*Exercise:* Copy exactly, please, the lines of the data from its start through the line containing "use crate::geometry::Rect;".
-------- Input for this task
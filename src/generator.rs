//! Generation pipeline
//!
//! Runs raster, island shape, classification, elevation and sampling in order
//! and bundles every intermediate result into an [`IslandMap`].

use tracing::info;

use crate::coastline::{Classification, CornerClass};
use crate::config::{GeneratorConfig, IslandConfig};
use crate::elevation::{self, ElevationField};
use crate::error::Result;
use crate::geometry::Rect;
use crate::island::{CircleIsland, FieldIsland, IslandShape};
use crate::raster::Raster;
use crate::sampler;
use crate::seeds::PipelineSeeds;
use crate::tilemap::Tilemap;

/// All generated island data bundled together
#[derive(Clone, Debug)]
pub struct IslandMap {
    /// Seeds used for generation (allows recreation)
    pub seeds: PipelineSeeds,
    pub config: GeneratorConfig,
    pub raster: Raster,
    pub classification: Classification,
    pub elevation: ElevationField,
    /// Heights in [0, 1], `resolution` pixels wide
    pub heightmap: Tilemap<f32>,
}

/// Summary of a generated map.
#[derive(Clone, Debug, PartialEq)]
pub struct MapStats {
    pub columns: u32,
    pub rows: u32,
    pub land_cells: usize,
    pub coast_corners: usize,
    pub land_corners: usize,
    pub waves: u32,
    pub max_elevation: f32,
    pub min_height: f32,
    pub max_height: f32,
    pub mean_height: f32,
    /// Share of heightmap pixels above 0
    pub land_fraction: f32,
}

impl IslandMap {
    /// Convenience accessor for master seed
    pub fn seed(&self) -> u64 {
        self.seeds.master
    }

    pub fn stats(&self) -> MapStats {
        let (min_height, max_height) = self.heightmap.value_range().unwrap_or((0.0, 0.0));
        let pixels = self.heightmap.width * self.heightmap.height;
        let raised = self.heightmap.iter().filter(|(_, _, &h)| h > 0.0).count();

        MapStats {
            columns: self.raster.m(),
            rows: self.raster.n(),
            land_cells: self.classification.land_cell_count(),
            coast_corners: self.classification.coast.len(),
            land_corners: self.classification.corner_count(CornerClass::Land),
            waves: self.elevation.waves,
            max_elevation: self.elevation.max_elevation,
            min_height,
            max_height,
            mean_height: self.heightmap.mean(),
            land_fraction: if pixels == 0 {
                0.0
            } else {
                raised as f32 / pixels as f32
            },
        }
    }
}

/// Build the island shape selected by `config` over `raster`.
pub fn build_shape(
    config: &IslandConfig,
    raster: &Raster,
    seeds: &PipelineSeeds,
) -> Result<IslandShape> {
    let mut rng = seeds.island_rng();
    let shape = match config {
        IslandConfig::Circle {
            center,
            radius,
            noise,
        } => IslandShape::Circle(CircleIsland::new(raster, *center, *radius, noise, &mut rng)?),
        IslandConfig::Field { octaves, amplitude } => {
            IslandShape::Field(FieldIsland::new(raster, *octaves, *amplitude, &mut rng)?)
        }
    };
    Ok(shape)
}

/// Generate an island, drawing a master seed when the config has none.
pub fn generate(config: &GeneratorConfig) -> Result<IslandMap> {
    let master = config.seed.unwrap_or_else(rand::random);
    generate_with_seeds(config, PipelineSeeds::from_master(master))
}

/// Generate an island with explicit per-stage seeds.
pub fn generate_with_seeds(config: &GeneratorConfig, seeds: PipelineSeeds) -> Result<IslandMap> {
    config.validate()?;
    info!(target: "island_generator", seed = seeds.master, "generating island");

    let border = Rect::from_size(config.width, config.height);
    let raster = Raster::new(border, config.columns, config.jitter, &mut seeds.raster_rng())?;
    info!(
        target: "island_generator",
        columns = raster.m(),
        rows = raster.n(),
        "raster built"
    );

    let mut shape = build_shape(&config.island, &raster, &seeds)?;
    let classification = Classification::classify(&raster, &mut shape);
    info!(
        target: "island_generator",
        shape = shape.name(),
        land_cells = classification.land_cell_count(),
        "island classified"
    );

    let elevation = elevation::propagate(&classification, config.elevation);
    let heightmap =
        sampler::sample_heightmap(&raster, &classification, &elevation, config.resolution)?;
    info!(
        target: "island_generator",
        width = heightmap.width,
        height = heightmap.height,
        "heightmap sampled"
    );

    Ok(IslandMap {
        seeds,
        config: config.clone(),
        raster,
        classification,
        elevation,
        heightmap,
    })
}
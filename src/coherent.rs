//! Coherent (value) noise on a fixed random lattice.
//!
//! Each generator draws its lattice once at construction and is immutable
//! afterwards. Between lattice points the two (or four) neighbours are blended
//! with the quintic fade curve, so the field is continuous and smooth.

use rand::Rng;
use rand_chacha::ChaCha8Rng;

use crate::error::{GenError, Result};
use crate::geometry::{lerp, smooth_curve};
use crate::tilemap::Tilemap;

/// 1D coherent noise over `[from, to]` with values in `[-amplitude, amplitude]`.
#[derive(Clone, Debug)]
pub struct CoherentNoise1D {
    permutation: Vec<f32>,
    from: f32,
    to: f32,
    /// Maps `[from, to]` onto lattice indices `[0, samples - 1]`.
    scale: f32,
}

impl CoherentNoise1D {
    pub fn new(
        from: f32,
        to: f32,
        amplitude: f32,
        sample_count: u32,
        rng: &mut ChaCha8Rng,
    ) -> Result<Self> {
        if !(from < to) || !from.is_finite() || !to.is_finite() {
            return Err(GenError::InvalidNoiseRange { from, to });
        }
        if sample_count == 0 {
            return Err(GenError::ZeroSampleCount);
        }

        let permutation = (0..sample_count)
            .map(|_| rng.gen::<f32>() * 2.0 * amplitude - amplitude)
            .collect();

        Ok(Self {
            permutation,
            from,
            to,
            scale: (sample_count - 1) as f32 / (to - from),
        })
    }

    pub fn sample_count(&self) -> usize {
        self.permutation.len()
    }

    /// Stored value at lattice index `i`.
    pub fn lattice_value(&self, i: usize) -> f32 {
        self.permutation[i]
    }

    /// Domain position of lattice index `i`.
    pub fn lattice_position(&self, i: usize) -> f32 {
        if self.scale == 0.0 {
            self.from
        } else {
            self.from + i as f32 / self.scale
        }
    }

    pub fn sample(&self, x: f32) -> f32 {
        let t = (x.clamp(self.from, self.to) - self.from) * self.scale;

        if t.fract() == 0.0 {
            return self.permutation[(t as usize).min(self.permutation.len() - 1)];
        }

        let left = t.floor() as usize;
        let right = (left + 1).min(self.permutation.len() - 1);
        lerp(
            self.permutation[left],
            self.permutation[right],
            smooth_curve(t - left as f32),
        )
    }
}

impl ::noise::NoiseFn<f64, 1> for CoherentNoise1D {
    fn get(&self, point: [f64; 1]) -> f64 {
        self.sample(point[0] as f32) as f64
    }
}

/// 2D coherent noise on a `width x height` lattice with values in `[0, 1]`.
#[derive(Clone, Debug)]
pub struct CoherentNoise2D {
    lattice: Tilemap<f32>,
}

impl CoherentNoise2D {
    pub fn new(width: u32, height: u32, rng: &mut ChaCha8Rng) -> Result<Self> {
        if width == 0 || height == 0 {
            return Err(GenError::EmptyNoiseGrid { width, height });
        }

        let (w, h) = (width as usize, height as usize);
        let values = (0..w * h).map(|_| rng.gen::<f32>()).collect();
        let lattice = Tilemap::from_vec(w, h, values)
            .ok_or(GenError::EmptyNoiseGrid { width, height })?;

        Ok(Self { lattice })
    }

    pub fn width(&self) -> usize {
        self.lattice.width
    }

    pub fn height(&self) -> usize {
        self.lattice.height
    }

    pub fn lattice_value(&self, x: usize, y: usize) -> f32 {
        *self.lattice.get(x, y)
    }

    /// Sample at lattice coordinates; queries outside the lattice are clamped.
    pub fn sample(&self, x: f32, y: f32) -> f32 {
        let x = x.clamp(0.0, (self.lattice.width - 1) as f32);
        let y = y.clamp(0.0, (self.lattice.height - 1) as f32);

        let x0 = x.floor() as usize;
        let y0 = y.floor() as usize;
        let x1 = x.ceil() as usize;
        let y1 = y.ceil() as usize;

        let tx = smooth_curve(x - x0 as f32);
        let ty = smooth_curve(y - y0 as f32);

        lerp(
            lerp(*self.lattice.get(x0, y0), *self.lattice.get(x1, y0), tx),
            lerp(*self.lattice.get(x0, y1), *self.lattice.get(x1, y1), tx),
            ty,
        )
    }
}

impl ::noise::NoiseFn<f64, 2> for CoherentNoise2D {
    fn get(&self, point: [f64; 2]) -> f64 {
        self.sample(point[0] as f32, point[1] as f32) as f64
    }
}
----------------
*Answer box:*
filename src/generator.rs
//! Generation pipeline
//!
//! Runs raster, island shape, classification, elevation and sampling in order
//! and bundles every intermediate result into an [`IslandMap`].

use tracing::info;

use crate::coastline::{Classification, CornerClass};
use crate::config::{GeneratorConfig, IslandConfig};
use crate::elevation::{self, ElevationField};
use crate::error::Result;
use crate::geometry::Rect;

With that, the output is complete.